Items from a dataset:

----------

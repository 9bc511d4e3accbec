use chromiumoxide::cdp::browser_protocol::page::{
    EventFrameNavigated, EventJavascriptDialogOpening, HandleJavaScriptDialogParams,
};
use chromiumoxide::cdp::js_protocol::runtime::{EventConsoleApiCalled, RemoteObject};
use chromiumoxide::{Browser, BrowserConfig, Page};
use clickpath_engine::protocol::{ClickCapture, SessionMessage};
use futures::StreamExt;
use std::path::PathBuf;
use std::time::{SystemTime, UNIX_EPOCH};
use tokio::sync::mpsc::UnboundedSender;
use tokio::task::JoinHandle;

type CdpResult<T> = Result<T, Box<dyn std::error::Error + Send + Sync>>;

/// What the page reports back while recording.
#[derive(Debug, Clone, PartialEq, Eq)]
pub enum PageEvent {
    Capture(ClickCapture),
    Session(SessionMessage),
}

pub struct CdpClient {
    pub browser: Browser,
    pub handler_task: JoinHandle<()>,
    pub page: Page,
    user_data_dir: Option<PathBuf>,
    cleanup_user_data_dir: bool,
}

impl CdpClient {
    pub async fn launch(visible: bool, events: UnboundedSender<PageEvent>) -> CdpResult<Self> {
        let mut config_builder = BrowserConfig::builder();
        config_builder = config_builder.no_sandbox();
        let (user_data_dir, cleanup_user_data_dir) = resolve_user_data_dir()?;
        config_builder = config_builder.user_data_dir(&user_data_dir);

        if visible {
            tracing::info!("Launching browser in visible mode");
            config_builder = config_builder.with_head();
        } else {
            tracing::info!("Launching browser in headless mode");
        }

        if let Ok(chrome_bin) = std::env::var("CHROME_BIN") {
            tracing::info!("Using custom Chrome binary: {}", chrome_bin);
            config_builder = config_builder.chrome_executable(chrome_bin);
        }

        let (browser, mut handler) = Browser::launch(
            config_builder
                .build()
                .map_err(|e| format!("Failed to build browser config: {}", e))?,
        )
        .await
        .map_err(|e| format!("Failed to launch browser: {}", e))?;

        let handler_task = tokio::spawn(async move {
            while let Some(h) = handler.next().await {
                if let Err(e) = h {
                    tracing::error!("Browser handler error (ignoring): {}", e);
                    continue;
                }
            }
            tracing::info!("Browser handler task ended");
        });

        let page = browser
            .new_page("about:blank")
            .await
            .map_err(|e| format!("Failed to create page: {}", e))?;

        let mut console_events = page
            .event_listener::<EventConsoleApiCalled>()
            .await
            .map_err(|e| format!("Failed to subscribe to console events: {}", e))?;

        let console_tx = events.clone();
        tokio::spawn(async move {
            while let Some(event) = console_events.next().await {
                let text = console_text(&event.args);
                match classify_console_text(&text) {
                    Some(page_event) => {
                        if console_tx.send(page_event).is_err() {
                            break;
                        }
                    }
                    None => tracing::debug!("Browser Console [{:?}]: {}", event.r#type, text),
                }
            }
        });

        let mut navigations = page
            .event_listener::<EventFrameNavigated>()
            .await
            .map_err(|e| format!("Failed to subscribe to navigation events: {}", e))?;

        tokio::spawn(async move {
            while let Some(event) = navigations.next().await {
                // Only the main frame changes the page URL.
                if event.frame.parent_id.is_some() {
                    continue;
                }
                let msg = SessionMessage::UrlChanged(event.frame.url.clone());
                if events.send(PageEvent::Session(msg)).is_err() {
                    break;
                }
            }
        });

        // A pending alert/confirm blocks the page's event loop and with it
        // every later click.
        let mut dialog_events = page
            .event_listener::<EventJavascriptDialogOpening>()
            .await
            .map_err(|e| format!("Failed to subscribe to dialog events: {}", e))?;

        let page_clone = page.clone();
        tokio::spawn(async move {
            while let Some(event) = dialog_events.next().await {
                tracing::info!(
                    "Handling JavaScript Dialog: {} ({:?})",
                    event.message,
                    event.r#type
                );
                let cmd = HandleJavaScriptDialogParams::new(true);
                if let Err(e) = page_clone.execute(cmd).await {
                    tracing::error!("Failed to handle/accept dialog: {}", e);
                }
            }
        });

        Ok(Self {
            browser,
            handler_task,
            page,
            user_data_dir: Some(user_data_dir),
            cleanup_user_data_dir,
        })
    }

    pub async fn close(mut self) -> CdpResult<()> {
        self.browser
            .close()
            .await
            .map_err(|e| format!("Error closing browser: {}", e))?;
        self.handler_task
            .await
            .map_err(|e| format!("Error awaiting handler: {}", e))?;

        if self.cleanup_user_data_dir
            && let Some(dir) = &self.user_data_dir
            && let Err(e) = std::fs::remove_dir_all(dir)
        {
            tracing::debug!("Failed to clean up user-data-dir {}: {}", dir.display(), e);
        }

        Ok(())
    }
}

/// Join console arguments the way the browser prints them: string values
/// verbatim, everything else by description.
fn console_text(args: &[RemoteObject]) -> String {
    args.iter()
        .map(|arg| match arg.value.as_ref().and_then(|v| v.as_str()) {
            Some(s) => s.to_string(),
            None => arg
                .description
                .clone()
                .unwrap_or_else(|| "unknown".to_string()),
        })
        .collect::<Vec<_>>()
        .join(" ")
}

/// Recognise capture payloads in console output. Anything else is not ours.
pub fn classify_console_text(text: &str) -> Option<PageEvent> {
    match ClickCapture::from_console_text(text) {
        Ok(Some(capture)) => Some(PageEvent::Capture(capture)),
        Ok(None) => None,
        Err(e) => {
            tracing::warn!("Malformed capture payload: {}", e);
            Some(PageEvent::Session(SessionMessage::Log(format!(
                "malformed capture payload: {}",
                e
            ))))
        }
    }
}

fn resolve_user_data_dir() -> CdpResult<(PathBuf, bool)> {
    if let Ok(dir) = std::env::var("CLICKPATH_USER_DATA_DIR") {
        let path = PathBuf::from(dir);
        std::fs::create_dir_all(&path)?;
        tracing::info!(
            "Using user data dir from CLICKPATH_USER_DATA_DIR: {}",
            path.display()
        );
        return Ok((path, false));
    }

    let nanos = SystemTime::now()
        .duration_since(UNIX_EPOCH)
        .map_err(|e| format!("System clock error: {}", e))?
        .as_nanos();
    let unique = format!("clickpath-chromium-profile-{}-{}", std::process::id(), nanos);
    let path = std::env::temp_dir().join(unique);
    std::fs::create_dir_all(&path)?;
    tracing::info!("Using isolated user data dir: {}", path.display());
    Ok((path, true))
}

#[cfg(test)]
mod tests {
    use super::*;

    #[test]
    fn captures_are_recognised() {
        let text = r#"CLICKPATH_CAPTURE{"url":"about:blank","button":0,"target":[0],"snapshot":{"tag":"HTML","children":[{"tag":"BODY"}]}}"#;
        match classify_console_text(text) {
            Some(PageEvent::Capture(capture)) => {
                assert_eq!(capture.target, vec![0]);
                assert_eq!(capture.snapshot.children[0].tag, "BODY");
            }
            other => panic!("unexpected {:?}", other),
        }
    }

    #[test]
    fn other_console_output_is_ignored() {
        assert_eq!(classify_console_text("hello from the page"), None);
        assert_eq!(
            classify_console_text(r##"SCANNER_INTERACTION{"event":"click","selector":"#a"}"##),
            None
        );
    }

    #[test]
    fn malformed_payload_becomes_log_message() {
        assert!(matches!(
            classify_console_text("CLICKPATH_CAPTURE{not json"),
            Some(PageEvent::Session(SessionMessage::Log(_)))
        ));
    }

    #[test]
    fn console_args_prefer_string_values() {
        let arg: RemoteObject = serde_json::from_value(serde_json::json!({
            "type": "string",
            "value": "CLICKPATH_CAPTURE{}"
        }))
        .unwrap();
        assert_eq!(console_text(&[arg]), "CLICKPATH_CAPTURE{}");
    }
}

----------

Try it: Where a line of the data above includes "UnboundedSender", copy that line.

Answer below:
use tokio::sync::mpsc::UnboundedSender;
    pub async fn launch(visible: bool, events: UnboundedSender<PageEvent>) -> CdpResult<Self> {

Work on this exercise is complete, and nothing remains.